Yangın bölgelerinde misyon yapan itfaiyecilerle buluşan İstanbul Büyükşehir Belediye Lideri Ekrem İmamoğlu, “Yaraların sarılması konusunda sorumluluklarımızı yerine getirmek için gayretlerimizin devam edeceğini, bütün afet bölgelerine buradan iletmek istiyorum. Çünkü cuma günü yangın bölgesinde incelemeler yapıp bilhassa 11 büyükşehir belediyesi olarak nasıl katkılarımıza devam edeceğimizi belirleyeceğiz” dedi.
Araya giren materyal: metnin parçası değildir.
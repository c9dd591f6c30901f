//! Session manager
//!
//! Owns the in-memory view of the credential bundle and keeps it in step
//! with the store:
//! - Bundle loaded from the store on startup
//! - Persist-then-cache ordering on establish, so nothing observes the
//!   new session before it is durable
//! - Unconditional clear for logout/deactivation teardown

use std::sync::Arc;

use async_trait::async_trait;
use rishta_domain::{CredentialBundle, Result, User};
use tokio::sync::RwLock;
use tracing::{debug, info};

use super::ports::{AccessTokenProvider, CredentialStore};

/// Thread-safe holder of the current session credentials.
pub struct SessionManager {
    store: Arc<dyn CredentialStore>,
    current: RwLock<Option<CredentialBundle>>,
}

impl SessionManager {
    #[must_use]
    pub fn new(store: Arc<dyn CredentialStore>) -> Self {
        Self { store, current: RwLock::new(None) }
    }

    /// Load persisted credentials into memory.
    ///
    /// Called once at process start. Returns `true` when a stored session
    /// was found.
    ///
    /// # Errors
    /// Returns error if the store itself fails (not if it is empty).
    pub async fn initialize(&self) -> Result<bool> {
        match self.store.load().await? {
            Some(bundle) => {
                *self.current.write().await = Some(bundle);
                info!("session manager initialized with stored credentials");
                Ok(true)
            }
            None => {
                debug!("no stored credentials found");
                Ok(false)
            }
        }
    }

    /// Persist a new bundle and only then make it visible in memory.
    ///
    /// The await completes after the store write, so a caller that
    /// navigates afterwards can never race a half-established session.
    ///
    /// # Errors
    /// Returns error if the store write fails; the in-memory view is left
    /// untouched in that case.
    pub async fn establish(&self, bundle: CredentialBundle) -> Result<()> {
        self.store.save(&bundle).await?;
        *self.current.write().await = Some(bundle);
        info!("session established");
        Ok(())
    }

    /// Drop the session everywhere. Idempotent.
    ///
    /// # Errors
    /// Returns error if the store clear fails; the in-memory view is
    /// cleared regardless so the UI's "am I logged in" answer is already
    /// final.
    pub async fn clear(&self) -> Result<()> {
        *self.current.write().await = None;
        let result = self.store.clear().await;
        info!("session cleared");
        result
    }

    /// `true` when a credential bundle is held.
    pub async fn is_authenticated(&self) -> bool {
        self.current.read().await.is_some()
    }

    /// Current refresh token, if any.
    pub async fn refresh_token(&self) -> Option<String> {
        self.current.read().await.as_ref().map(|b| b.refresh_token.clone())
    }

    /// Current user data, if any.
    pub async fn user(&self) -> Option<User> {
        self.current.read().await.as_ref().map(|b| b.user.clone())
    }

    /// Snapshot of the whole bundle.
    pub async fn bundle(&self) -> Option<CredentialBundle> {
        self.current.read().await.clone()
    }
}

#[async_trait]
impl AccessTokenProvider for SessionManager {
    async fn access_token(&self) -> Option<String> {
        self.current.read().await.as_ref().map(|b| b.access_token.clone())
    }
}
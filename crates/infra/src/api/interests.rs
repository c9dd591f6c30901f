//! Interest (expression of interest) endpoints.

use std::sync::Arc;

use rishta_domain::{ActionError, Envelope};
use rishta_core::{Notifier, ToastKind};
use serde_json::{json, Value};

use super::client::{ApiClient, RequestOptions};

const SEND: &str = "interests/send";
const SENT: &str = "interests/sent";
const RECEIVED: &str = "interests/received";
const BY_ID: &str = "interests/";

pub struct InterestsApi {
    client: Arc<ApiClient>,
    notifier: Arc<dyn Notifier>,
}

impl InterestsApi {
    #[must_use]
    pub fn new(client: Arc<ApiClient>, notifier: Arc<dyn Notifier>) -> Self {
        Self { client, notifier }
    }

    /// Express interest in another member, with an optional note.
    ///
    /// # Errors
    /// Rejected on a `success: false` answer, `Failed` on transport or
    /// HTTP-level errors; one notification either way.
    pub async fn send(
        &self,
        to_user_id: &str,
        message: Option<&str>,
    ) -> Result<(), ActionError> {
        let body = json!({ "toUserId": to_user_id, "message": message });
        self.posting(SEND, &body, "Interest sent successfully", "Failed to send interest").await
    }

    /// Interests the caller has sent.
    ///
    /// # Errors
    /// Same split as [`InterestsApi::send`].
    pub async fn sent(&self) -> Result<Vec<Value>, ActionError> {
        self.listing(SENT).await
    }

    /// Interests other members have sent to the caller.
    ///
    /// # Errors
    /// Same split as [`InterestsApi::send`].
    pub async fn received(&self) -> Result<Vec<Value>, ActionError> {
        self.listing(RECEIVED).await
    }

    /// Accept a received interest.
    ///
    /// # Errors
    /// Same split as [`InterestsApi::send`].
    pub async fn accept(&self, interest_id: &str) -> Result<(), ActionError> {
        self.posting(
            &format!("{BY_ID}{interest_id}/accept"),
            &json!({}),
            "Interest accepted",
            "Failed to accept interest",
        )
        .await
    }

    /// Decline a received interest.
    ///
    /// # Errors
    /// Same split as [`InterestsApi::send`].
    pub async fn reject(&self, interest_id: &str) -> Result<(), ActionError> {
        self.posting(
            &format!("{BY_ID}{interest_id}/reject"),
            &json!({}),
            "Interest rejected",
            "Failed to reject interest",
        )
        .await
    }

    async fn posting(
        &self,
        path: &str,
        body: &Value,
        ok_fallback: &str,
        err_fallback: &str,
    ) -> Result<(), ActionError> {
        let envelope: Envelope<Value> =
            self.client.post(path, body, &RequestOptions::logged()).await.map_err(|err| {
                self.notifier.notify(ToastKind::Error, &err.to_string());
                ActionError::Failed(err)
            })?;

        if envelope.success {
            self.notifier.notify(ToastKind::Success, envelope.message_or(ok_fallback));
            Ok(())
        } else {
            let message = envelope.message_or(err_fallback).to_owned();
            self.notifier.notify(ToastKind::Error, &message);
            Err(ActionError::Rejected(message))
        }
    }

    async fn listing(&self, path: &str) -> Result<Vec<Value>, ActionError> {
        let envelope: Envelope<Vec<Value>> =
            self.client.get(path, &RequestOptions::logged()).await.map_err(|err| {
                self.notifier.notify(ToastKind::Error, &err.to_string());
                ActionError::Failed(err)
            })?;

        if envelope.success {
            Ok(envelope.data.unwrap_or_default())
        } else {
            let message = envelope.message_or("Failed to load interests").to_owned();
            self.notifier.notify(ToastKind::Error, &message);
            Err(ActionError::Rejected(message))
        }
    }
}

#[cfg(test)]
mod tests {
    use std::sync::Arc;

    use parking_lot::Mutex;
    use rishta_core::AccessTokenProvider;
    use serde_json::json;
    use wiremock::matchers::{body_json, method, path};
    use wiremock::{Mock, MockServer, ResponseTemplate};

    use super::*;
    use crate::api::client::ApiClientConfig;

    struct NoTokens;

    #[async_trait::async_trait]
    impl AccessTokenProvider for NoTokens {
        async fn access_token(&self) -> Option<String> {
            None
        }
    }

    #[derive(Default)]
    struct RecordingNotifier {
        toasts: Mutex<Vec<(ToastKind, String)>>,
    }

    impl Notifier for RecordingNotifier {
        fn notify(&self, kind: ToastKind, message: &str) {
            self.toasts.lock().push((kind, message.to_owned()));
        }
    }

    fn api(server: &MockServer) -> (InterestsApi, Arc<RecordingNotifier>) {
        let config = ApiClientConfig { base_url: server.uri(), ..ApiClientConfig::default() };
        let client = Arc::new(ApiClient::new(config, Arc::new(NoTokens)).unwrap());
        let notifier = Arc::new(RecordingNotifier::default());
        (InterestsApi::new(client, notifier.clone()), notifier)
    }

    #[tokio::test]
    async fn send_posts_recipient_and_note() {
        let server = MockServer::start().await;
        Mock::given(method("POST"))
            .and(path("/api/v1/interests/send"))
            .and(body_json(json!({ "toUserId": "u7", "message": "hello" })))
            .respond_with(
                ResponseTemplate::new(200).set_body_json(json!({ "success": true })),
            )
            .mount(&server)
            .await;

        let (api, notifier) = api(&server);
        api.send("u7", Some("hello")).await.unwrap();
        assert_eq!(
            notifier.toasts.lock().clone(),
            vec![(ToastKind::Success, "Interest sent successfully".to_owned())]
        );
    }

    #[tokio::test]
    async fn accept_hits_the_id_scoped_path() {
        let server = MockServer::start().await;
        Mock::given(method("POST"))
            .and(path("/api/v1/interests/i3/accept"))
            .respond_with(ResponseTemplate::new(200).set_body_json(json!({
                "success": true,
                "message": "Interest accepted"
            })))
            .mount(&server)
            .await;

        let (api, notifier) = api(&server);
        api.accept("i3").await.unwrap();
        assert_eq!(
            notifier.toasts.lock().clone(),
            vec![(ToastKind::Success, "Interest accepted".to_owned())]
        );
    }

    #[tokio::test]
    async fn received_listing_is_silent_on_success() {
        let server = MockServer::start().await;
        Mock::given(method("GET"))
            .and(path("/api/v1/interests/received"))
            .respond_with(ResponseTemplate::new(200).set_body_json(json!({
                "success": true,
                "data": [{ "id": "i1" }]
            })))
            .mount(&server)
            .await;

        let (api, notifier) = api(&server);
        let interests = api.received().await.unwrap();
        assert_eq!(interests.len(), 1);
        assert!(notifier.toasts.lock().is_empty());
    }

    #[tokio::test]
    async fn duplicate_interest_rejection_surfaces_backend_message() {
        let server = MockServer::start().await;
        Mock::given(method("POST"))
            .and(path("/api/v1/interests/send"))
            .respond_with(ResponseTemplate::new(200).set_body_json(json!({
                "success": false,
                "message": "Interest already sent"
            })))
            .mount(&server)
            .await;

        let (api, notifier) = api(&server);
        let err = api.send("u7", None).await.err();
        assert!(matches!(err, Some(ActionError::Rejected(ref m)) if m == "Interest already sent"));
        assert_eq!(
            notifier.toasts.lock().clone(),
            vec![(ToastKind::Error, "Interest already sent".to_owned())]
        );
    }
}
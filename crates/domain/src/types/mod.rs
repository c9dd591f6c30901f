//! Wire and client-side data types

pub mod auth;
pub mod envelope;
pub mod permission;
pub mod profile;
pub mod search;
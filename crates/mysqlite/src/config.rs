//! Connection options and compatibility levels.

use crate::attribute::ErrorMode;
use crate::fetch::FetchMode;
use crate::object::{ClassDef, ClassRegistry};

/// Which generation of the reference MySQL-API driver to emulate.
///
/// The generations differ in how BOTH rows are laid out, whether native
/// scalar types survive fetching, whether an explicit null fetch mode is
/// accepted, and in the default error mode.
#[derive(Debug, Clone, Copy, Default, PartialEq, Eq, PartialOrd, Ord, Hash)]
pub enum CompatLevel {
    /// 7.x series
    V7,
    /// 8.0 series
    V80,
    /// 8.1 and later
    #[default]
    V81,
}

impl CompatLevel {
    /// Does the engine hand back native integers and floats?
    ///
    /// Older generations always return text, whatever the stringify flag says.
    pub fn native_types(self) -> bool {
        self >= CompatLevel::V81
    }

    /// BOTH rows append every column under the next free integer key.
    pub fn sequential_both_keys(self) -> bool {
        self == CompatLevel::V7
    }

    /// Is an explicit null fetch mode a synonym for "use the default"?
    pub fn accepts_null_mode(self) -> bool {
        self >= CompatLevel::V81
    }

    pub fn default_error_mode(self) -> ErrorMode {
        match self {
            CompatLevel::V7 => ErrorMode::Silent,
            CompatLevel::V80 | CompatLevel::V81 => ErrorMode::Exception,
        }
    }
}

/// Options applied when a connection is opened.
#[derive(Debug, Clone)]
pub struct ConnectOptions {
    pub compat: CompatLevel,
    /// Defaults to the compatibility level's error mode
    pub error_mode: Option<ErrorMode>,
    pub default_fetch_mode: FetchMode,
    pub stringify_fetches: bool,
    pub read_only: bool,
    pub busy_timeout_ms: u32,
    pub classes: ClassRegistry,
}

impl Default for ConnectOptions {
    fn default() -> Self {
        Self {
            compat: CompatLevel::default(),
            error_mode: None,
            default_fetch_mode: FetchMode::Both,
            stringify_fetches: true,
            read_only: false,
            busy_timeout_ms: 5000,
            classes: ClassRegistry::default(),
        }
    }
}

impl ConnectOptions {
    pub fn new() -> Self {
        Self::default()
    }

    pub fn compat(mut self, compat: CompatLevel) -> Self {
        self.compat = compat;
        self
    }

    pub fn error_mode(mut self, mode: ErrorMode) -> Self {
        self.error_mode = Some(mode);
        self
    }

    pub fn default_fetch_mode(mut self, mode: FetchMode) -> Self {
        self.default_fetch_mode = mode;
        self
    }

    pub fn stringify_fetches(mut self, stringify: bool) -> Self {
        self.stringify_fetches = stringify;
        self
    }

    /// Open the storage read-only; the file must already exist.
    pub fn read_only(mut self, read_only: bool) -> Self {
        self.read_only = read_only;
        self
    }

    pub fn busy_timeout(mut self, ms: u32) -> Self {
        self.busy_timeout_ms = ms;
        self
    }

    /// Replace the class registry used by CLASS fetches.
    pub fn classes(mut self, classes: ClassRegistry) -> Self {
        self.classes = classes;
        self
    }

    /// Register one more class for CLASS fetches.
    pub fn class(mut self, class: ClassDef) -> Self {
        self.classes.register(class);
        self
    }

    pub(crate) fn effective_error_mode(&self) -> ErrorMode {
        self.error_mode
            .unwrap_or_else(|| self.compat.default_error_mode())
    }
}

#[cfg(test)]
mod tests {
    use super::*;

    #[test]
    fn test_compat_capabilities() {
        assert!(CompatLevel::V81.native_types());
        assert!(!CompatLevel::V80.native_types());
        assert!(CompatLevel::V7.sequential_both_keys());
        assert!(!CompatLevel::V80.sequential_both_keys());
        assert!(!CompatLevel::V80.accepts_null_mode());
        assert_eq!(CompatLevel::default(), CompatLevel::V81);
    }

    #[test]
    fn test_error_mode_defaults() {
        assert_eq!(ConnectOptions::new().effective_error_mode(), ErrorMode::Exception);
        let legacy = ConnectOptions::new().compat(CompatLevel::V7);
        assert_eq!(legacy.effective_error_mode(), ErrorMode::Silent);
        let explicit = legacy.error_mode(ErrorMode::Warning);
        assert_eq!(explicit.effective_error_mode(), ErrorMode::Warning);
    }

    #[test]
    fn test_builder_registers_classes() {
        let options = ConnectOptions::new()
            .class(ClassDef::new("Row"))
            .stringify_fetches(false)
            .busy_timeout(10);
        assert!(options.classes.contains("row"));
        assert!(!options.stringify_fetches);
        assert_eq!(options.busy_timeout_ms, 10);
    }
}
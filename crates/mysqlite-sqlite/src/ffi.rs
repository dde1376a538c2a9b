//! Low-level FFI bindings to libsqlite3.
//!
//! Written by hand so the driver controls exactly which entry points it
//! depends on. The library itself is compiled and linked by `libsqlite3-sys`.

#![allow(non_camel_case_types)]
#![allow(non_snake_case)]
#![allow(clippy::upper_case_acronyms)]

use std::ffi::{c_char, c_double, c_int, c_void};

/// Opaque sqlite3 database connection handle.
#[repr(C)]
pub struct sqlite3 {
    _private: [u8; 0],
}

/// Opaque sqlite3_stmt prepared statement handle.
#[repr(C)]
pub struct sqlite3_stmt {
    _private: [u8; 0],
}

/// Opaque function-call context handed to user-defined SQL functions.
#[repr(C)]
pub struct sqlite3_context {
    _private: [u8; 0],
}

/// Opaque SQL function argument.
#[repr(C)]
pub struct sqlite3_value {
    _private: [u8; 0],
}

// SQLite result codes
pub const SQLITE_OK: c_int = 0;
pub const SQLITE_ERROR: c_int = 1;
pub const SQLITE_PERM: c_int = 3;
pub const SQLITE_BUSY: c_int = 5;
pub const SQLITE_LOCKED: c_int = 6;
pub const SQLITE_READONLY: c_int = 8;
pub const SQLITE_INTERRUPT: c_int = 9;
pub const SQLITE_NOTFOUND: c_int = 12;
pub const SQLITE_CANTOPEN: c_int = 14;
pub const SQLITE_TOOBIG: c_int = 18;
pub const SQLITE_CONSTRAINT: c_int = 19;
pub const SQLITE_MISUSE: c_int = 21;
pub const SQLITE_NOLFS: c_int = 22;
pub const SQLITE_AUTH: c_int = 23;
pub const SQLITE_RANGE: c_int = 25;
pub const SQLITE_ROW: c_int = 100;
pub const SQLITE_DONE: c_int = 101;

// sqlite3_open_v2 flags
pub const SQLITE_OPEN_READONLY: c_int = 0x0000_0001;
pub const SQLITE_OPEN_READWRITE: c_int = 0x0000_0002;
pub const SQLITE_OPEN_CREATE: c_int = 0x0000_0004;
pub const SQLITE_OPEN_URI: c_int = 0x0000_0040;
pub const SQLITE_OPEN_MEMORY: c_int = 0x0000_0080;
pub const SQLITE_OPEN_NOMUTEX: c_int = 0x0000_8000;

// Fundamental data types
pub const SQLITE_INTEGER: c_int = 1;
pub const SQLITE_FLOAT: c_int = 2;
pub const SQLITE_TEXT: c_int = 3;
pub const SQLITE_BLOB: c_int = 4;
pub const SQLITE_NULL: c_int = 5;

// Text encodings and function flags
pub const SQLITE_UTF8: c_int = 1;
pub const SQLITE_DETERMINISTIC: c_int = 0x0000_0800;

/// Destructor sentinel telling SQLite to copy the buffer before returning.
pub const SQLITE_TRANSIENT: *mut c_void = usize::MAX as *mut c_void;

/// Scalar SQL function entry point.
pub type sqlite3_func =
    unsafe extern "C" fn(ctx: *mut sqlite3_context, argc: c_int, argv: *mut *mut sqlite3_value);

/// Destructor for application data attached to a function.
pub type sqlite3_destroy = unsafe extern "C" fn(data: *mut c_void);

unsafe extern "C" {
    // Connection management
    pub fn sqlite3_open_v2(
        filename: *const c_char,
        ppDb: *mut *mut sqlite3,
        flags: c_int,
        zVfs: *const c_char,
    ) -> c_int;

    pub fn sqlite3_close_v2(db: *mut sqlite3) -> c_int;

    // Error handling
    pub fn sqlite3_errmsg(db: *mut sqlite3) -> *const c_char;
    pub fn sqlite3_errcode(db: *mut sqlite3) -> c_int;
    pub fn sqlite3_errstr(errcode: c_int) -> *const c_char;

    // Statement preparation
    pub fn sqlite3_prepare_v2(
        db: *mut sqlite3,
        zSql: *const c_char,
        nByte: c_int,
        ppStmt: *mut *mut sqlite3_stmt,
        pzTail: *mut *const c_char,
    ) -> c_int;

    pub fn sqlite3_finalize(pStmt: *mut sqlite3_stmt) -> c_int;

    // Parameter binding
    pub fn sqlite3_bind_null(pStmt: *mut sqlite3_stmt, index: c_int) -> c_int;
    pub fn sqlite3_bind_int64(pStmt: *mut sqlite3_stmt, index: c_int, value: i64) -> c_int;
    pub fn sqlite3_bind_double(pStmt: *mut sqlite3_stmt, index: c_int, value: c_double) -> c_int;
    pub fn sqlite3_bind_text(
        pStmt: *mut sqlite3_stmt,
        index: c_int,
        value: *const c_char,
        nBytes: c_int,
        destructor: *mut c_void,
    ) -> c_int;
    pub fn sqlite3_bind_parameter_count(pStmt: *mut sqlite3_stmt) -> c_int;

    // Stepping through results
    pub fn sqlite3_step(pStmt: *mut sqlite3_stmt) -> c_int;

    // Result column information
    pub fn sqlite3_column_count(pStmt: *mut sqlite3_stmt) -> c_int;
    pub fn sqlite3_column_name(pStmt: *mut sqlite3_stmt, index: c_int) -> *const c_char;
    pub fn sqlite3_column_type(pStmt: *mut sqlite3_stmt, index: c_int) -> c_int;
    pub fn sqlite3_column_decltype(pStmt: *mut sqlite3_stmt, index: c_int) -> *const c_char;

    // Result column values
    pub fn sqlite3_column_int64(pStmt: *mut sqlite3_stmt, index: c_int) -> i64;
    pub fn sqlite3_column_double(pStmt: *mut sqlite3_stmt, index: c_int) -> c_double;
    pub fn sqlite3_column_text(pStmt: *mut sqlite3_stmt, index: c_int) -> *const c_char;
    pub fn sqlite3_column_blob(pStmt: *mut sqlite3_stmt, index: c_int) -> *const c_void;
    pub fn sqlite3_column_bytes(pStmt: *mut sqlite3_stmt, index: c_int) -> c_int;

    // Execution helpers
    pub fn sqlite3_exec(
        db: *mut sqlite3,
        sql: *const c_char,
        callback: Option<
            unsafe extern "C" fn(*mut c_void, c_int, *mut *mut c_char, *mut *mut c_char) -> c_int,
        >,
        arg: *mut c_void,
        errmsg: *mut *mut c_char,
    ) -> c_int;

    pub fn sqlite3_free(ptr: *mut c_void);

    // User-defined functions
    pub fn sqlite3_create_function_v2(
        db: *mut sqlite3,
        zFunctionName: *const c_char,
        nArg: c_int,
        eTextRep: c_int,
        pApp: *mut c_void,
        xFunc: Option<sqlite3_func>,
        xStep: Option<sqlite3_func>,
        xFinal: Option<unsafe extern "C" fn(ctx: *mut sqlite3_context)>,
        xDestroy: Option<sqlite3_destroy>,
    ) -> c_int;
    pub fn sqlite3_user_data(ctx: *mut sqlite3_context) -> *mut c_void;
    pub fn sqlite3_result_text(
        ctx: *mut sqlite3_context,
        value: *const c_char,
        nBytes: c_int,
        destructor: *mut c_void,
    );
    pub fn sqlite3_result_null(ctx: *mut sqlite3_context);

    // Metadata
    pub fn sqlite3_changes(db: *mut sqlite3) -> c_int;
    pub fn sqlite3_total_changes(db: *mut sqlite3) -> c_int;
    pub fn sqlite3_last_insert_rowid(db: *mut sqlite3) -> i64;
    pub fn sqlite3_get_autocommit(db: *mut sqlite3) -> c_int;

    // Configuration
    pub fn sqlite3_busy_timeout(db: *mut sqlite3, ms: c_int) -> c_int;

    // Version info
    pub fn sqlite3_libversion() -> *const c_char;
    pub fn sqlite3_libversion_number() -> c_int;
}

/// Get the SQLite library version as a string.
pub fn version() -> &'static str {
    // SAFETY: sqlite3_libversion returns a static string
    unsafe {
        let ptr = sqlite3_libversion();
        std::ffi::CStr::from_ptr(ptr).to_str().unwrap_or("unknown")
    }
}

/// Get the SQLite library version as a number.
pub fn version_number() -> i32 {
    // SAFETY: sqlite3_libversion_number is always safe to call
    unsafe { sqlite3_libversion_number() }
}

/// Convert an SQLite result code to a human-readable string.
pub fn error_string(code: c_int) -> &'static str {
    // SAFETY: sqlite3_errstr returns a static string
    unsafe {
        let ptr = sqlite3_errstr(code);
        if ptr.is_null() {
            return "unknown error";
        }
        std::ffi::CStr::from_ptr(ptr)
            .to_str()
            .unwrap_or("unknown error")
    }
}

#[cfg(test)]
mod tests {
    use super::*;

    #[test]
    fn test_version() {
        let v = version();
        assert!(v.starts_with('3'));
        assert!(version_number() >= 3_000_000);
    }

    #[test]
    fn test_error_string() {
        assert_eq!(error_string(SQLITE_OK), "not an error");
        assert_eq!(error_string(SQLITE_ERROR), "SQL logic error");
        assert_eq!(error_string(SQLITE_CONSTRAINT), "constraint failed");
    }
}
İstanbul Büyükşehir Belediye Lideri Ekrem İmamoğlu, yangın bölgelerinde vazife yapan itfaiye işçisiyle ve aileleriyle birlikte Kemerburgaz Kent Ormanı’nda piknik yaptı ve akabinde itfaiye işçilerine sertifikalarını teslim etti.
Aktiflikte konuşan İmamoğlu, şu açıklamaları yaptı:
“Harika görünüyor burası bu akşam. Zira burada, her vakit bu türlü birbirimizi selamladığımızda ve birbirimize muvaffakiyet dilediğimizde aslında eksik bıraktığımız bir tarafımız burada. O da ailelerimiz, çocuklarımız, hanımefendiler, beyefendiler, eşlerimiz ve tabi ki bizim yol arkadaşlarımız yeniden hanımefendiler ve beyefendiler. Hasebiyle hepinizi hürmetle selamlıyorum. Sizlerle bir ortada olmaktan kendimi çok keyifli hissediyorum. Zira bir insanı gururlandıran, en yakınındaki insanlardır. Bu bazen ailedir, bazen çalışma arkadaşlarıdır, bazen yol arkadaşlarıdır. Onların başarısıdır. Onların, işine, mesleğine olan tutkularıdır. Hasebiyle, sizler üzere yol arkadaşlarım olduğu için çok memnunum ve sizleri memnun kılan ailelerinizle bir ortada olduğum için çok memnunum. Hepiniz beğenilen geldiniz sefalar getirdiniz.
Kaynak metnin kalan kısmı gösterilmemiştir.